As for the slow/magic 8 ball response from customer support, I know that's a frustration many contractors share as well.

just curious

Corey F. wrote:
I had a contractor who injected malware onto my website. Turned my servers into a spam farm, got me suspended, plus she put "contextual ads" all over my site with a malware plugin.

I contacted oDesk to try to get something done about it. Included screenshots, expecting them to at least warn the contractor if not ban her.

They needed evidence. Fine, "What do you need?"

After them hemming and hawing for over a week while waiting for them to determine what evidence they needed, I had to get my servers back, so I restored them from a "pre-contractor" backup (after paying the contractor, too!). I provided them with all the evidence I had, including screenshots, but was told that wasn't good enough.

Fast forward to a week ago.

My servers start going haywire again, sending spam, redirecting to porn sites, diet pill sites, you name it. Gathered all the evidence -- and definitive proof that this contractor installed the malware, along with the screenshots of her doing it. I even offered Skype logs.

Contacted oDesk. Asked for a callback and offered the evidence.

No response.

Followed up. No response.

After several days, finally got a call from oDesk. Said he'd call me back after he talked to a supervisor.

No response.

E-mailed to follow up today asking for an update. oDesk's response? "Can you refresh my memory". You don't even review tickets? Come on.

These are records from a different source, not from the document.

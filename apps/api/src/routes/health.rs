use axum::routing::get;
use axum::{Json, Router};
use serde::Serialize;
use utoipa::ToSchema;

use crate::AppState;

pub fn router() -> Router<AppState> {
    Router::new().route("/health", get(health))
}

#[derive(Debug, Serialize, ToSchema)]
pub struct HealthResponse {
    pub status: &'static str,
}

#[utoipa::path(
    get,
    path = "/health",
    tag = "Health",
    responses(
        (status = 200, description = "Service is up", body = HealthResponse),
    ),
)]
pub async fn health() -> Json<HealthResponse> {
    Json(HealthResponse { status: "ok" })
}
pub mod broadcast;
pub mod registry;
pub mod rooms;
pub mod server;

/// Ephemeral handle identifying one realtime connection (`conn_` prefixed
/// ULID). Issued at accept time, forgotten at disconnect.
pub type ConnectionId = String;
//! Bearer token extraction for the REST path.

use axum::extract::FromRequestParts;
use axum::http::header::AUTHORIZATION;
use axum::http::request::Parts;

use crate::error::ApiError;
use crate::AppState;

/// Authenticated user extracted from the `Authorization: Bearer <token>`
/// header. Delegates to the same [`TokenVerifier`](crate::auth::verifier::TokenVerifier)
/// instance the gateway uses, and rejects through [`ApiError`] so auth
/// failures wear the same error envelope as every other REST failure.
#[derive(Debug, Clone)]
pub struct AuthUser {
    pub user_id: String,
}

impl FromRequestParts<AppState> for AuthUser {
    type Rejection = ApiError;

    async fn from_request_parts(
        parts: &mut Parts,
        state: &AppState,
    ) -> Result<Self, Self::Rejection> {
        let header = parts
            .headers
            .get(AUTHORIZATION)
            .and_then(|v| v.to_str().ok())
            .ok_or_else(|| ApiError::unauthorized("Missing Authorization header"))?;

        let token = header
            .strip_prefix("Bearer ")
            .ok_or_else(|| ApiError::unauthorized("Invalid Authorization header format"))?;

        let principal = state
            .verifier
            .verify(token)
            .map_err(|failure| ApiError::unauthorized(failure.reason))?;

        Ok(AuthUser {
            user_id: principal.user_id,
        })
    }
}
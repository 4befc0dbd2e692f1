//! Client-side comment state for one viewed recipe.
//!
//! The server broadcasts canonical comment events; a client that posted a
//! comment may have already rendered an optimistic placeholder for it. This
//! crate owns the merge: exactly one visible entry per comment, whether it
//! arrived over the wire first, locally first, or both.

pub mod feed;

pub use feed::{CommentFeed, FeedEntry, PendingComment};
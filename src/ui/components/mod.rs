pub mod friends;
pub mod player_bar;
pub mod spinner;
use crate::http::models::Track;

#[derive(Debug, Clone, Default, PartialEq)]
pub enum PlaybackState {
    #[default]
    Stopped,
    Playing(Track),
    Paused(Track),
}

impl PlaybackState {
    pub fn track(&self) -> Option<&Track> {
        match self {
            Self::Stopped => None,
            Self::Playing(track) | Self::Paused(track) => Some(track),
        }
    }

    pub fn is_playing(&self) -> bool {
        matches!(self, Self::Playing(_))
    }
}
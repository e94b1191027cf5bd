use async_trait::async_trait;
use ratatui::crossterm::event::{KeyCode, KeyEvent};
use ratatui::{
    Frame,
    layout::{Constraint, Direction, Layout, Rect},
    style::{Modifier, Style},
    text::{Line, Span},
    widgets::{Block, Borders, List, ListItem, ListState, Paragraph},
};

use crate::event::events::Event;
use crate::http::models::{AlbumHit, Track};
use crate::http::MIN_QUERY_LEN;
use crate::ui::components::spinner::Spinner;
use crate::ui::context::AppContext;
use crate::ui::router::NavigationTarget;
use crate::ui::state::AppState;
use crate::ui::traits::{Action, View};
use crate::ui::util::{select_next, select_previous, track_list_items};
use crate::util::colors;

#[derive(Debug, Clone, Copy, PartialEq)]
enum SearchTab {
    Tracks,
    Albums,
}

/// Search overlay. Typing reschedules a debounced fetch; results are
/// dropped unless they answer the query currently in the input box.
pub struct Search {
    input: String,
    tab: SearchTab,
    tracks: Vec<Track>,
    albums: Vec<AlbumHit>,
    list_state: ListState,
    is_loading: bool,
}

impl Search {
    pub fn new() -> Self {
        Self {
            input: String::new(),
            tab: SearchTab::Tracks,
            tracks: Vec::new(),
            albums: Vec::new(),
            list_state: ListState::default(),
            is_loading: false,
        }
    }

    fn result_len(&self) -> usize {
        match self.tab {
            SearchTab::Tracks => self.tracks.len(),
            SearchTab::Albums => self.albums.len(),
        }
    }

    fn query_changed(&mut self) -> Option<Action> {
        self.list_state.select(None);
        if self.input.trim().chars().count() < MIN_QUERY_LEN {
            self.tracks.clear();
            self.albums.clear();
            self.is_loading = false;
            return None;
        }
        self.is_loading = true;
        Some(Action::SearchInput(self.input.clone()))
    }
}

impl Default for Search {
    fn default() -> Self {
        Self::new()
    }
}

#[async_trait(?Send)]
impl View for Search {
    fn render(&mut self, f: &mut Frame, area: Rect, _state: &AppState, ctx: &AppContext) {
        let chunks = Layout::default()
            .direction(Direction::Vertical)
            .constraints([
                Constraint::Length(2),
                Constraint::Length(1),
                Constraint::Min(0),
            ])
            .split(area);

        let input = Paragraph::new(Line::from(vec![
            Span::styled("Search: ", Style::default().fg(colors::NEUTRAL)),
            Span::styled(
                self.input.clone(),
                Style::default().fg(colors::SECONDARY),
            ),
            Span::styled("█", Style::default().fg(colors::PRIMARY)),
        ]))
        .block(Block::default().borders(Borders::BOTTOM));
        f.render_widget(input, chunks[0]);

        let tab_style = |tab| {
            if self.tab == tab {
                Style::default()
                    .fg(colors::PRIMARY)
                    .add_modifier(Modifier::BOLD)
            } else {
                Style::default().fg(colors::NEUTRAL)
            }
        };
        let tabs = Paragraph::new(Line::from(vec![
            Span::styled(
                format!("Tracks ({})", self.tracks.len()),
                tab_style(SearchTab::Tracks),
            ),
            Span::raw("   "),
            Span::styled(
                format!("Albums ({})", self.albums.len()),
                tab_style(SearchTab::Albums),
            ),
            Span::styled("   (Tab switches)", Style::default().fg(colors::NEUTRAL)),
        ]));
        f.render_widget(tabs, chunks[1]);

        if self.input.trim().chars().count() < MIN_QUERY_LEN {
            let hint = Paragraph::new(format!(
                "Type at least {MIN_QUERY_LEN} characters to search."
            ))
            .style(Style::default().fg(colors::NEUTRAL));
            f.render_widget(hint, chunks[2]);
            return;
        }

        if self.is_loading && self.result_len() == 0 {
            let spinner = Spinner::default()
                .with_style(Style::default().fg(colors::PRIMARY))
                .with_label("Searching...");
            f.render_widget(spinner, chunks[2]);
            return;
        }

        match self.tab {
            SearchTab::Tracks => {
                let list = List::new(track_list_items(&self.tracks, ctx))
                    .highlight_style(
                        Style::default()
                            .fg(colors::PRIMARY)
                            .add_modifier(Modifier::BOLD),
                    )
                    .highlight_symbol("> ");
                f.render_stateful_widget(list, chunks[2], &mut self.list_state);
            }
            SearchTab::Albums => {
                let items: Vec<ListItem> = self
                    .albums
                    .iter()
                    .map(|album| {
                        let artist = album
                            .artist_name
                            .as_deref()
                            .map(|name| format!(" - {name}"))
                            .unwrap_or_default();
                        ListItem::new(format!("{}{artist}", album.title))
                            .style(Style::default().fg(colors::SECONDARY))
                    })
                    .collect();
                let list = List::new(items)
                    .highlight_style(
                        Style::default()
                            .fg(colors::PRIMARY)
                            .add_modifier(Modifier::BOLD),
                    )
                    .highlight_symbol("> ");
                f.render_stateful_widget(list, chunks[2], &mut self.list_state);
            }
        }
    }

    async fn handle_input(
        &mut self,
        key: KeyEvent,
        _state: &AppState,
        _ctx: &AppContext,
    ) -> Option<Action> {
        match key.code {
            KeyCode::Esc => Some(Action::CloseOverlay),
            KeyCode::Tab => {
                self.tab = match self.tab {
                    SearchTab::Tracks => SearchTab::Albums,
                    SearchTab::Albums => SearchTab::Tracks,
                };
                self.list_state.select(None);
                None
            }
            KeyCode::Down => {
                let next = select_next(self.list_state.selected(), self.result_len());
                self.list_state.select(next);
                None
            }
            KeyCode::Up => {
                let previous = select_previous(self.list_state.selected(), self.result_len());
                self.list_state.select(previous);
                None
            }
            KeyCode::Enter => match self.tab {
                SearchTab::Tracks => {
                    let track = self.tracks.get(self.list_state.selected()?)?;
                    if track.playable_url().is_some() {
                        Some(Action::Play(track.clone()))
                    } else {
                        None
                    }
                }
                SearchTab::Albums => {
                    let album = self.albums.get(self.list_state.selected()?)?;
                    Some(Action::Navigate(NavigationTarget::Album(album.id)))
                }
            },
            KeyCode::Backspace => {
                self.input.pop();
                self.query_changed()
            }
            KeyCode::Char(c) => {
                self.input.push(c);
                self.query_changed()
            }
            _ => None,
        }
    }

    async fn on_event(&mut self, event: &Event, _ctx: &AppContext) {
        if let Event::SearchResults {
            query,
            tracks,
            albums,
        } = event
        {
            // A result for an outdated query is ignored; the newer
            // debounce will deliver the right one.
            if query.trim() != self.input.trim() {
                return;
            }
            self.tracks = tracks.clone();
            self.albums = albums.clone();
            self.is_loading = false;
            self.list_state.select(if self.result_len() > 0 { Some(0) } else { None });
        }
    }
}
use ratatui::style::Color;

pub const PRIMARY: Color = Color::Rgb(30, 215, 96);
pub const SECONDARY: Color = Color::Rgb(235, 235, 235);
pub const NEUTRAL: Color = Color::Rgb(140, 140, 140);
pub const ERROR: Color = Color::Rgb(224, 82, 82);
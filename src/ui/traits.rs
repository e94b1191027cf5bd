use async_trait::async_trait;
use ratatui::crossterm::event::KeyEvent;
use ratatui::{Frame, layout::Rect};

use crate::event::events::Event;
use crate::http::models::Track;
use crate::ui::context::AppContext;
use crate::ui::router::NavigationTarget;
use crate::ui::state::AppState;

#[derive(Debug, Clone, PartialEq)]
pub enum Action {
    Quit,
    PlayPause,
    NextTrack,
    PreviousTrack,
    VolumeUp,
    VolumeDown,
    ToggleMute,
    ToggleRepeat,
    ToggleShuffle,
    /// Jump to a fraction of the current track.
    Seek(f32),
    /// Start (or toggle) a specific track picked in a view.
    Play(Track),
    Navigate(NavigationTarget),
    Back,
    Forward,
    OpenSearch,
    CloseOverlay,
    /// Search input changed; schedule a debounced fetch.
    SearchInput(String),
}

/// A routed screen or overlay. `?Send` because views live on the main
/// task alongside the audio output.
#[async_trait(?Send)]
pub trait View {
    fn render(&mut self, f: &mut Frame, area: Rect, state: &AppState, ctx: &AppContext);

    async fn handle_input(
        &mut self,
        key: KeyEvent,
        state: &AppState,
        ctx: &AppContext,
    ) -> Option<Action>;

    async fn on_event(&mut self, _event: &Event, _ctx: &AppContext) {}
}
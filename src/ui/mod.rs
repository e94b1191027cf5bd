pub mod app;
pub mod components;
pub mod context;
pub mod router;
pub mod state;
pub mod traits;
pub mod tui;
pub mod util;
pub mod views;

Still, I sent a friendly reminder.

And still... No response.

It's clear that oDesk has no interest in taking action against contractors who spam, install viruses and malware. They won't even look at the evidence let alone hear the complaint.

This contractor continues to work happily for oDesk, infecting other company's servers, no doubt.

So, a friendly warning to others who use this service: oDesk lets contractors who inject malware happily go from job to job, maliciously infect your websites and cost you thousands in business and thousands to fix.

I've had many great contractors on oDesk and I'm not a small customer.

Be forewarned: you're on your own when it comes to the bad apples -- oDesk lets them flit from company to company injecting malware all over the web.

Not only sad, but scary.

Corey,(following your story timeline) you mentioned that you had to restore your "server" from a "pre-contractor" backup and yet, it got infected again. How can you explain that? I mean - if you restored your "server" from a backup that was done BEFORE the(alleged) malintended contractor even got a chance to touch it.. how can you blame him?
Is it possible that you actually got hacked due to some previous(I mean waaaay back) vulnerability that got exploited by an internet worm(it`s a quite common thing)?

Corey F. wrote:
- Affiliate marketing to collect commissions
- SEO to collect backlinks from valuable sites
- E-mail spamming to use legitimate servers, add to botnets, etc

There are lots of reasons a contractor would want to be malicious.

Many of these things can be more lucrative than oDesk itself, I'm sure.

If you are so "sure" that aff marketing, SEO/backlinks from an already infected domain, spam from what it sounds to be a shared hosting and "many of these things" can be more "lucrative than oDesk itself", then you`re obviously one of those guys who pays peanuts(no offense).

"it got infected again. How

"it got infected again. How can you explain that?"

My choice of the phrase pre-contractor was a poor one. It was pre-this problem. I have identified the exact software that was installed, and I know that it was her who installed it.

She was being paid $12/hr IIRC, not that it should matter. oDesk should take action when a contractor installs malware. Period.